[Stored items]
━━━━━━━━━━━━━━━━━━━━
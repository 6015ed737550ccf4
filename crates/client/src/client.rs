//! Verbindung zum Relay und Empfangsschleife
//!
//! `ChatClient::verbinden` meldet sich an und startet einen Task, der
//! Pakete vom Relay und Befehle vom `ClientHandle` abwechselnd verarbeitet.

use futures_util::{SinkExt, StreamExt};
use tokio::net::TcpStream;
use tokio::sync::mpsc;
use tokio_util::codec::Framed;

use kryptochat_crypto::{CryptoResult, DhKonfig, SessionEreignis, SessionManager};
use kryptochat_protocol::{mitgliederliste_parsen, name_gueltig, DataPackage, FrameCodec, Header};

use crate::error::{ClientError, ClientResult};

/// Groesse der Befehls- und Ereignis-Queues
const QUEUE_GROESSE: usize = 64;

/// Verbindungsparameter
#[derive(Debug, Clone)]
pub struct ClientKonfig {
    /// `host:port` des Relays
    pub server_adresse: String,
    /// Eigener Teilnehmername
    pub name: String,
    /// Parameter fuer selbst initiierte Handshakes
    pub dh: DhKonfig,
}

/// Ereignisse fuer die Anwendung
#[derive(Debug, Clone, PartialEq, Eq)]
pub enum ClientEreignis {
    /// Andere angemeldete Teilnehmer (ohne den eigenen Namen)
    Mitglieder(Vec<String>),
    Etabliert { peer: String, autorisiert: bool },
    Nachricht {
        peer: String,
        text: String,
        /// `false` heisst: Handshake-Signatur ungueltig, Manipulation moeglich
        autorisiert: bool,
    },
    Beendet { peer: String },
    Fehler { peer: String, grund: String },
    /// Verbindung zum Relay beendet
    Getrennt,
}

#[derive(Debug)]
enum Befehl {
    Starten(String),
    Senden { peer: String, text: String },
    Beenden(String),
    Trennen,
}

/// Steuert einen verbundenen Client
#[derive(Debug, Clone)]
pub struct ClientHandle {
    name: String,
    befehle: mpsc::Sender<Befehl>,
}

impl ClientHandle {
    pub fn name(&self) -> &str {
        &self.name
    }

    /// Startet einen Handshake mit `peer`
    pub async fn gespraech_starten(&self, peer: &str) -> ClientResult<()> {
        self.befehl(Befehl::Starten(peer.to_string())).await
    }

    pub async fn nachricht_senden(&self, peer: &str, text: &str) -> ClientResult<()> {
        self.befehl(Befehl::Senden {
            peer: peer.to_string(),
            text: text.to_string(),
        })
        .await
    }

    pub async fn gespraech_beenden(&self, peer: &str) -> ClientResult<()> {
        self.befehl(Befehl::Beenden(peer.to_string())).await
    }

    /// Beendet alle Gespraeche und trennt die Verbindung
    pub async fn trennen(&self) -> ClientResult<()> {
        self.befehl(Befehl::Trennen).await
    }

    async fn befehl(&self, befehl: Befehl) -> ClientResult<()> {
        self.befehle
            .send(befehl)
            .await
            .map_err(|_| ClientError::Getrennt)
    }
}

pub struct ChatClient;

impl ChatClient {
    /// Verbindet sich mit dem Relay und meldet `konfig.name` an
    pub async fn verbinden(
        konfig: ClientKonfig,
    ) -> ClientResult<(ClientHandle, mpsc::Receiver<ClientEreignis>)> {
        if !name_gueltig(&konfig.name) {
            return Err(ClientError::UngueltigerName(konfig.name));
        }
        konfig.dh.validieren()?;

        let stream = TcpStream::connect(&konfig.server_adresse).await?;
        let mut framed = Framed::new(stream, FrameCodec::new());
        framed.send(DataPackage::id_senden(&konfig.name)).await?;
        tracing::info!(name = %konfig.name, server = %konfig.server_adresse, "Mit Relay verbunden");

        let (befehl_tx, befehl_rx) = mpsc::channel(QUEUE_GROESSE);
        let (ereignis_tx, ereignis_rx) = mpsc::channel(QUEUE_GROESSE);

        let schleife = Empfangsschleife {
            framed,
            sitzungen: SessionManager::neu(konfig.name.clone(), konfig.dh),
            ereignisse: ereignis_tx,
        };
        tokio::spawn(schleife.laufen(befehl_rx));

        Ok((
            ClientHandle {
                name: konfig.name,
                befehle: befehl_tx,
            },
            ereignis_rx,
        ))
    }
}

/// Besitzt Verbindung und Sitzungen; laeuft in einem eigenen Task
struct Empfangsschleife {
    framed: Framed<TcpStream, FrameCodec>,
    sitzungen: SessionManager,
    ereignisse: mpsc::Sender<ClientEreignis>,
}

impl Empfangsschleife {
    async fn laufen(mut self, mut befehle: mpsc::Receiver<Befehl>) {
        loop {
            tokio::select! {
                frame = self.framed.next() => {
                    match frame {
                        Some(Ok(paket)) => {
                            if self.paket_verarbeiten(paket).await.is_err() {
                                break;
                            }
                        }
                        Some(Err(e)) => {
                            tracing::warn!(fehler = %e, "Frame-Lesefehler");
                            break;
                        }
                        None => {
                            tracing::info!("Relay hat die Verbindung geschlossen");
                            break;
                        }
                    }
                }

                befehl = befehle.recv() => {
                    let ergebnis = match befehl {
                        Some(Befehl::Starten(peer)) => {
                            let paket = self.sitzungen.gespraech_starten(&peer);
                            self.ergebnis_senden(peer, paket).await
                        }
                        Some(Befehl::Senden { peer, text }) => {
                            let paket = self.sitzungen.nachricht_senden(&peer, &text);
                            self.ergebnis_senden(peer, paket).await
                        }
                        Some(Befehl::Beenden(peer)) => self.beenden(peer).await,
                        Some(Befehl::Trennen) | None => {
                            self.alle_beenden().await;
                            break;
                        }
                    };
                    if ergebnis.is_err() {
                        break;
                    }
                }
            }
        }

        // Handle-Aufrufe schlagen ab jetzt mit `Getrennt` fehl
        drop(befehle);
        self.melden(ClientEreignis::Getrennt).await;
        tracing::info!(name = %self.sitzungen.eigener_name(), "Client getrennt");
    }

    /// Fehler bedeutet: Verbindung zum Relay ist unbrauchbar
    async fn paket_verarbeiten(&mut self, paket: DataPackage) -> std::io::Result<()> {
        if paket.header == Header::ClientsList {
            let text = paket.administration_msg.as_deref().unwrap_or_default();
            match mitgliederliste_parsen(text) {
                Ok(mut namen) => {
                    namen.retain(|n| n != self.sitzungen.eigener_name());
                    self.melden(ClientEreignis::Mitglieder(namen)).await;
                }
                Err(e) => tracing::warn!(fehler = %e, "Mitgliederliste nicht lesbar"),
            }
            return Ok(());
        }

        let peer = paket.from.clone();
        match self.sitzungen.paket_verarbeiten(paket) {
            Ok(ereignisse) => self.ereignisse_umsetzen(ereignisse).await,
            Err(e) => {
                tracing::warn!(peer = %peer, fehler = %e, "Paket nicht verarbeitet");
                self.melden(ClientEreignis::Fehler {
                    peer,
                    grund: e.to_string(),
                })
                .await;
                Ok(())
            }
        }
    }

    async fn beenden(&mut self, peer: String) -> std::io::Result<()> {
        let Some(paket) = self.sitzungen.gespraech_beenden(&peer) else {
            return Ok(());
        };
        self.framed.send(paket).await?;
        self.melden(ClientEreignis::Beendet { peer }).await;
        Ok(())
    }

    /// Sendet das Paket eines Befehls oder meldet dessen Fehler
    async fn ergebnis_senden(
        &mut self,
        peer: String,
        ergebnis: CryptoResult<DataPackage>,
    ) -> std::io::Result<()> {
        match ergebnis {
            Ok(paket) => self.framed.send(paket).await,
            Err(e) => {
                self.melden(ClientEreignis::Fehler {
                    peer,
                    grund: e.to_string(),
                })
                .await;
                Ok(())
            }
        }
    }

    async fn ereignisse_umsetzen(&mut self, ereignisse: Vec<SessionEreignis>) -> std::io::Result<()> {
        for ereignis in ereignisse {
            match ereignis {
                SessionEreignis::Senden(paket) => self.framed.send(paket).await?,
                SessionEreignis::Etabliert { peer, autorisiert } => {
                    self.melden(ClientEreignis::Etabliert { peer, autorisiert })
                        .await
                }
                SessionEreignis::Nachricht {
                    peer,
                    klartext,
                    autorisiert,
                } => {
                    let text = String::from_utf8_lossy(&klartext).into_owned();
                    self.melden(ClientEreignis::Nachricht {
                        peer,
                        text,
                        autorisiert,
                    })
                    .await
                }
                SessionEreignis::Beendet { peer } => {
                    self.melden(ClientEreignis::Beendet { peer }).await
                }
            }
        }
        Ok(())
    }

    /// Sendet DESTROY an alle Peers mit Sitzung
    async fn alle_beenden(&mut self) {
        for peer in self.sitzungen.peers() {
            if let Some(paket) = self.sitzungen.gespraech_beenden(&peer) {
                if let Err(e) = self.framed.send(paket).await {
                    tracing::debug!(peer = %peer, fehler = %e, "DESTROY nicht gesendet");
                    return;
                }
            }
        }
    }

    async fn melden(&self, ereignis: ClientEreignis) {
        // Anwendung hoert nicht mehr zu: Ereignis verwerfen
        let _ = self.ereignisse.send(ereignis).await;
    }
}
━━━━━━━━━━━━━━━━━━━━
Directions
Given the data above, which lines hold the string "Header"? Return them.

Solution
use kryptochat_protocol::{mitgliederliste_parsen, name_gueltig, DataPackage, FrameCodec, Header};
        if paket.header == Header::ClientsList {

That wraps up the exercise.